- Disney wanted Ninth Cir. to review First Amendment argument
- Questions presented weren’t purely ‘of law’, or resolve case
Disney’s request for immediate review by the US Court of Appeals for the Ninth Circuit over whether the First Amendment protected its ability as an artistic entity to make casting decisions by removing someone whose advocacy harmed its own expression isn’t purely a question of law, Judge Sherilyn Peace Garnett said in an ordered entered Wednesday.
Certifying this question, along with four other issues on free speech, wouldn’t advance the case towards termination, Garnett said. Nor did Disney identify a significant difference of opinion, like a circuit split.
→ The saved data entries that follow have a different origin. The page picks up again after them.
//! In-process transport
//!
//! Every connection made from one [`InMemoryBus`] shares its subscription
//! table, so services, callers and a development broker can run inside a
//! single process (or test) with the same delivery semantics the runtime
//! expects from a real server: plain subscriptions all receive a message,
//! queue-group subscriptions receive it exactly once per group.

use crate::balancer::{GroupBalancer, GroupMember};
use crate::subject::{matches, validate_pattern, validate_subject};
use crate::{ConnectionState, Message, Result, Subscription, Transport, TransportError};
use async_trait::async_trait;
use parking_lot::{Mutex, MutexGuard};
use std::collections::BTreeMap;
use std::sync::Arc;
use tokio::sync::{mpsc, watch};
use tracing::{debug, trace};

struct SubscriberEntry {
    id: u64,
    connection: u64,
    pattern: String,
    queue_group: Option<String>,
    sender: mpsc::UnboundedSender<Message>,
    state: watch::Receiver<ConnectionState>,
}

impl GroupMember for SubscriberEntry {
    fn ready(&self) -> bool {
        !self.sender.is_closed() && *self.state.borrow() == ConnectionState::Connected
    }
}

#[derive(Default)]
struct BusState {
    subscribers: Vec<SubscriberEntry>,
    balancer: GroupBalancer,
    next_id: u64,
}

impl BusState {
    fn next_id(&mut self) -> u64 {
        self.next_id += 1;
        self.next_id
    }

    /// Drop dead subscriptions and the rotation of groups left empty
    fn prune(&mut self) {
        self.subscribers.retain(|entry| !entry.sender.is_closed());
        let BusState {
            subscribers,
            balancer,
            ..
        } = self;
        balancer.retain_groups(|group| {
            subscribers
                .iter()
                .any(|entry| entry.queue_group.as_deref() == Some(group))
        });
    }
}

/// Shared in-process message bus
#[derive(Clone, Default)]
pub struct InMemoryBus {
    state: Arc<Mutex<BusState>>,
}

impl InMemoryBus {
    pub fn new() -> Self {
        Self::default()
    }

    /// Open a new, already connected, connection to the bus
    pub fn connect(&self, name: impl Into<String>) -> MemoryConnection {
        let id = self.lock().next_id();
        let (state, _) = watch::channel(ConnectionState::Connected);
        let name = name.into();
        debug!("Connection {} ({}) opened on in-memory bus", name, id);

        MemoryConnection {
            id,
            name,
            bus: self.clone(),
            state: Arc::new(state),
        }
    }

    /// Number of live subscriptions across all connections
    pub fn subscription_count(&self) -> usize {
        let mut state = self.lock();
        state.prune();
        state.subscribers.len()
    }

    fn lock(&self) -> MutexGuard<'_, BusState> {
        self.state.lock()
    }

    fn deliver(&self, message: Message) -> usize {
        let mut state = self.lock();
        state.prune();

        let BusState {
            subscribers,
            balancer,
            ..
        } = &mut *state;

        let mut delivered = 0;
        let mut groups: BTreeMap<&str, Vec<&SubscriberEntry>> = BTreeMap::new();

        for entry in subscribers.iter() {
            if !matches(&entry.pattern, &message.subject) {
                continue;
            }
            match entry.queue_group.as_deref() {
                Some(group) => groups.entry(group).or_default().push(entry),
                None => {
                    if entry.ready() && entry.sender.send(message.clone()).is_ok() {
                        delivered += 1;
                    }
                }
            }
        }

        for (group, members) in groups {
            if let Some(entry) = balancer.select(group, &members) {
                if entry.sender.send(message.clone()).is_ok() {
                    trace!(subscription = entry.id, group = group, "Queue group delivery");
                    delivered += 1;
                }
            }
        }

        delivered
    }
}

/// One client connection to an [`InMemoryBus`]
pub struct MemoryConnection {
    id: u64,
    name: String,
    bus: InMemoryBus,
    state: Arc<watch::Sender<ConnectionState>>,
}

impl MemoryConnection {
    /// Simulate losing the server; subscriptions stay but receive nothing
    pub fn disconnect(&self) {
        debug!("Connection {} disconnected", self.name);
        self.state.send_replace(ConnectionState::Disconnected);
    }

    /// Simulate the connection coming back
    pub fn reconnect(&self) {
        debug!("Connection {} reconnected", self.name);
        self.state.send_replace(ConnectionState::Connected);
    }

    /// Close the connection for good, dropping all of its subscriptions
    pub fn close(&self) {
        self.state.send_replace(ConnectionState::Closed);
        let mut state = self.bus.lock();
        state.subscribers.retain(|entry| entry.connection != self.id);
        state.prune();
        debug!("Connection {} closed", self.name);
    }

    pub fn state(&self) -> ConnectionState {
        *self.state.borrow()
    }

    fn ensure_connected(&self) -> Result<()> {
        match self.state() {
            ConnectionState::Connected => Ok(()),
            ConnectionState::Closed => Err(TransportError::Closed),
            other => Err(TransportError::ConnectionLost(format!(
                "{} is {:?}",
                self.name, other
            ))),
        }
    }
}

#[async_trait]
impl Transport for MemoryConnection {
    async fn publish(&self, subject: &str, reply_to: Option<&str>, payload: Vec<u8>) -> Result<()> {
        validate_subject(subject)?;
        if let Some(reply_to) = reply_to {
            validate_subject(reply_to)?;
        }
        self.ensure_connected()?;

        let delivered = self.bus.deliver(Message {
            subject: subject.to_string(),
            reply_to: reply_to.map(String::from),
            payload,
        });
        trace!(subject = subject, delivered = delivered, "Published");
        Ok(())
    }

    async fn subscribe(&self, subject: &str, queue_group: Option<&str>) -> Result<Subscription> {
        validate_pattern(subject)?;
        if self.state() == ConnectionState::Closed {
            return Err(TransportError::Closed);
        }

        let (sender, receiver) = mpsc::unbounded_channel();
        let mut state = self.bus.lock();
        let id = state.next_id();
        state.subscribers.push(SubscriberEntry {
            id,
            connection: self.id,
            pattern: subject.to_string(),
            queue_group: queue_group.map(String::from),
            sender,
            state: self.state.subscribe(),
        });
        debug!(
            connection = %self.name,
            subject = subject,
            queue_group = ?queue_group,
            "Subscribed"
        );

        Ok(Subscription::new(subject, queue_group.map(String::from), receiver))
    }

    fn connection(&self) -> watch::Receiver<ConnectionState> {
        self.state.subscribe()
    }

    fn name(&self) -> &str {
        &self.name
    }
}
The mixed martial artist turned actor sued the media giant earlier this year, alleging that her character was written off the show mainly because of her political views on issues ranging from gender identity, Covid-19, vaccines, and the 2020 election. Disney was unable to get the suit dismissed from the US District Court for the Central District of California.
Carano’s case may test the boundaries of California law, unique in protecting employees who are politically active outside their workplace from employer retaliation.
Schaerr Jaffe LLP represents Carano. O’Melveny & Myers LLP represents Disney, Lucasfilm Ltd., and Huckleberry Industries US Inc.
The case is Carano v. Walt Disney, C.D. Cal., No. 2:24-cv-01009, entered 10/16/24.